Mental health at work has now become an important area of concern for several organizations. Half of working adults worldwide have admitted experiencing anxiety about job security, stress caused by changes at work, loneliness, and difficulty balancing work and life due to the COVID-19 pandemic, according to the mental health data published by the World Economic Forum.
Mental health issues affect not only one’s quality of life but also work performance and productivity. Studies cited in a Unite for Sight report show that psychological issues lead to reduced income, “lowered individual productivity due to unemployment, missed work, and reduced productivity at work.”
The effects of mental health issues on workers go beyond the offices. The Black Dog Institute, a medical research institute in Australia specializing in mental health, reported that the Australian economy alone loses more than $12 billion each year due to mental health challenges. Such economic losses support the findings by the World Health Organization (WHO), which states that the cost of depression and anxiety to the global economy is US$ 1 trillion per year in lost productivity.
What organizations can do
According to WHO, among the factors affecting the mental health of employees are poor communication and management practices, limited participation in decision-making, long or inflexible working hours, and lack of team cohesion. Bullying and psychological harassment are also listed as well-known causes of work-related stress and related mental health problems.

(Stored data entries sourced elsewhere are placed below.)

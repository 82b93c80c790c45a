use async_trait::async_trait;
use dbrowse_core::config::{ConnectionProfile, PasswordSource};
use dbrowse_core::data_access::{
    ColumnDescriptor, DataAccess, DataAccessError, QueryResult, TableDescriptor,
};
use dbrowse_core::filter::{page_select_sql, QuoteStyle, RowFilter};
use mysql_async::prelude::Queryable;
use mysql_async::{Conn, OptsBuilder, Pool, Row, Value};

pub const PASSWORD_ENV: &str = "DBROWSE_DB_PASSWORD";

/// Pooled MySQL access for one profile.
#[derive(Debug, Clone)]
pub struct MysqlDataAccess {
    pool: Pool,
    database: String,
}

impl MysqlDataAccess {
    #[must_use]
    pub fn from_profile(profile: &ConnectionProfile) -> Self {
        Self {
            pool: Pool::new(opts_from_profile(profile)),
            database: profile
                .database
                .clone()
                .unwrap_or_else(|| profile.name.clone()),
        }
    }

    /// Builds the pool and checks that a connection can be opened.
    pub async fn connect(profile: &ConnectionProfile) -> Result<Self, DataAccessError> {
        let access = Self::from_profile(profile);
        let mut conn = access.conn().await?;
        conn.ping().await.map_err(to_access_error)?;
        drop(conn);
        tracing::info!(profile = %profile.name, host = %profile.host, "connected to mysql");
        Ok(access)
    }

    pub async fn disconnect(&self) -> Result<(), DataAccessError> {
        self.pool.clone().disconnect().await.map_err(to_access_error)
    }

    async fn conn(&self) -> Result<Conn, DataAccessError> {
        self.pool.get_conn().await.map_err(to_access_error)
    }
}

#[async_trait]
impl DataAccess for MysqlDataAccess {
    fn database_name(&self) -> String {
        self.database.clone()
    }

    async fn get_schemas(&self) -> Result<Vec<String>, DataAccessError> {
        let mut conn = self.conn().await?;
        conn.query_map("SHOW DATABASES", |database: String| database)
            .await
            .map_err(to_access_error)
    }

    async fn get_storage_units(
        &self,
        schema: &str,
    ) -> Result<Vec<TableDescriptor>, DataAccessError> {
        let mut conn = self.conn().await?;
        conn.exec_map(
            "SELECT TABLE_NAME, TABLE_TYPE \
             FROM information_schema.TABLES \
             WHERE TABLE_SCHEMA = ? \
             ORDER BY TABLE_NAME",
            (schema.to_string(),),
            |(name, kind): (String, String)| TableDescriptor { name, kind },
        )
        .await
        .map_err(to_access_error)
    }

    async fn get_columns(
        &self,
        schema: &str,
        table: &str,
    ) -> Result<Vec<ColumnDescriptor>, DataAccessError> {
        let mut conn = self.conn().await?;
        conn.exec_map(
            "SELECT COLUMN_NAME, COLUMN_TYPE, IS_NULLABLE \
             FROM information_schema.COLUMNS \
             WHERE TABLE_SCHEMA = ? AND TABLE_NAME = ? \
             ORDER BY ORDINAL_POSITION",
            (schema.to_string(), table.to_string()),
            |(name, data_type, nullable): (String, String, String)| ColumnDescriptor {
                name,
                data_type,
                nullable: nullable.eq_ignore_ascii_case("YES"),
            },
        )
        .await
        .map_err(to_access_error)
    }

    async fn execute_query(&self, sql: &str) -> Result<QueryResult, DataAccessError> {
        let mut conn = self.conn().await?;
        let mut result = conn.query_iter(sql).await.map_err(to_access_error)?;
        let columns = result
            .columns()
            .map(|columns| {
                columns
                    .iter()
                    .map(|column| column.name_str().into_owned())
                    .collect::<Vec<_>>()
            })
            .unwrap_or_default();
        let rows = result.collect::<Row>().await.map_err(to_access_error)?;
        let affected_rows = result.affected_rows();
        drop(result);

        let mut query_result = QueryResult::new(columns, rows.into_iter().map(row_values).collect());
        if query_result.columns.is_empty() {
            query_result.affected_rows = Some(affected_rows);
        }
        Ok(query_result)
    }

    async fn get_rows(
        &self,
        schema: &str,
        table: &str,
        filter: &RowFilter,
        limit: u32,
        offset: u64,
    ) -> Result<QueryResult, DataAccessError> {
        let sql = page_select_sql(Some(schema), table, filter, QuoteStyle::Backtick, limit, offset)
            .map_err(|error| DataAccessError::backend(error.to_string()))?;
        self.execute_query(&sql).await
    }
}

fn opts_from_profile(profile: &ConnectionProfile) -> OptsBuilder {
    let mut builder = OptsBuilder::default()
        .ip_or_hostname(profile.host.clone())
        .tcp_port(profile.port)
        .user(Some(profile.user.clone()));

    if let Some(password) = resolve_password(profile) {
        builder = builder.pass(Some(password));
    }

    if let Some(database) = profile.database.as_deref().filter(|db| !db.is_empty()) {
        builder = builder.db_name(Some(database.to_string()));
    }

    builder
}

fn resolve_password(profile: &ConnectionProfile) -> Option<String> {
    let env_password = std::env::var(PASSWORD_ENV)
        .ok()
        .filter(|pw| !pw.is_empty());

    match profile.password_source {
        PasswordSource::EnvVar => env_password,
        PasswordSource::Keyring => {
            if let Some(password) = load_keyring_password(profile) {
                return Some(password);
            }

            if let Some(password) = env_password {
                store_keyring_password(profile, &password);
                return Some(password);
            }

            None
        }
    }
}

fn non_empty(value: Option<&str>) -> Option<&str> {
    value.and_then(|raw| {
        let trimmed = raw.trim();
        (!trimmed.is_empty()).then_some(trimmed)
    })
}

#[cfg(any(target_os = "linux", target_os = "macos", target_os = "windows"))]
fn load_keyring_password(profile: &ConnectionProfile) -> Option<String> {
    let entry = keyring_entry(profile)?;
    entry.get_password().ok().filter(|pw| !pw.is_empty())
}

#[cfg(not(any(target_os = "linux", target_os = "macos", target_os = "windows")))]
fn load_keyring_password(_profile: &ConnectionProfile) -> Option<String> {
    None
}

#[cfg(any(target_os = "linux", target_os = "macos", target_os = "windows"))]
fn store_keyring_password(profile: &ConnectionProfile, password: &str) {
    if password.is_empty() {
        return;
    }
    if let Some(entry) = keyring_entry(profile) {
        if let Err(error) = entry.set_password(password) {
            tracing::warn!(profile = %profile.name, %error, "failed to store password in keyring");
        }
    }
}

#[cfg(not(any(target_os = "linux", target_os = "macos", target_os = "windows")))]
fn store_keyring_password(_profile: &ConnectionProfile, _password: &str) {}

#[cfg(any(target_os = "linux", target_os = "macos", target_os = "windows"))]
fn keyring_entry(profile: &ConnectionProfile) -> Option<keyring::Entry> {
    let service = non_empty(profile.keyring_service.as_deref()).unwrap_or("dbrowse");
    let account = non_empty(profile.keyring_account.as_deref()).unwrap_or(profile.name.as_str());
    keyring::Entry::new(service, account).ok()
}

fn row_values(row: Row) -> Vec<String> {
    row.unwrap().into_iter().map(mysql_value_to_string).collect()
}

fn mysql_value_to_string(value: Value) -> String {
    match value {
        Value::NULL => "NULL".to_string(),
        Value::Bytes(bytes) => String::from_utf8_lossy(&bytes).into_owned(),
        Value::Int(value) => value.to_string(),
        Value::UInt(value) => value.to_string(),
        Value::Float(value) => value.to_string(),
        Value::Double(value) => value.to_string(),
        Value::Date(year, month, day, hour, minute, second, micros) => {
            if (hour, minute, second, micros) == (0, 0, 0, 0) {
                format!("{year:04}-{month:02}-{day:02}")
            } else {
                format!(
                    "{year:04}-{month:02}-{day:02} {hour:02}:{minute:02}:{second:02}.{micros:06}"
                )
            }
        }
        Value::Time(is_negative, days, hours, minutes, seconds, micros) => {
            let sign = if is_negative { "-" } else { "" };
            let hours = u32::from(hours) + days * 24;
            format!("{sign}{hours:02}:{minutes:02}:{seconds:02}.{micros:06}")
        }
    }
}

fn to_access_error(error: mysql_async::Error) -> DataAccessError {
    DataAccessError::backend(error.to_string())
}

Given that information, how can organizations take care of their employees’ mental health? Taking action on this matter requires an entirely different and mostly less-traveled or less successful path.
The Chartered Institute of Personnel and Development or CIPD reports in their Health and Well-being at Work Survey in 2019 that just one in 10 (or 9%) of organizations in the UK have a standalone mental health policy for employees.
Marcela Prescan, a performance management expert at The KPI Institute, previously wrote that performance management does focus most of its practice on the human element. She explained that a performance management system is anchored on homogeneity, which can mean several things, including having “a common understanding of the organization’s mission,” “communication that exceeds the boundaries of formality and begets familiarity,” and a “full grasp of the role and responsibilities that come with being part of a community.”
With that in mind, performance management may recognize and include the needs of employees in terms of their mental health.
Memish (2017) emphasized in their study that it is important to focus on the promotion and prevention side. According to them, “The Canadian Standard (Mental Health Commission of Canada, 2013) was the only guideline that adhered to all levels of the integrated approach and included extensive guidance and practical tools for the implementation of recommendations at each of these levels.”
This is the model in the Standard that shows how mental health is promoted at the organizational level.
In the diagram, the model envisions psychological well-being promotion and is implemented through key drivers and strategic pillars as an umbrella to the thirteen workplace factors. These factors are the more targeted areas to achieve the vision. As mentioned by the Standard, “addressing these factors as listed on Figure A.1 effectively has the potential to positively impact worker mental health, psychological safety, and participation. This in turn can improve productivity and bottom line results (p. 19).”
At the individual level, employees can start with small steps. The Mental Health Foundation in the UK recommends that they discuss their feelings to gather support, remain physically active to keep the brain healthy, take a break, ask for help, and reflect and value one’s strengths, uniqueness, and relationships.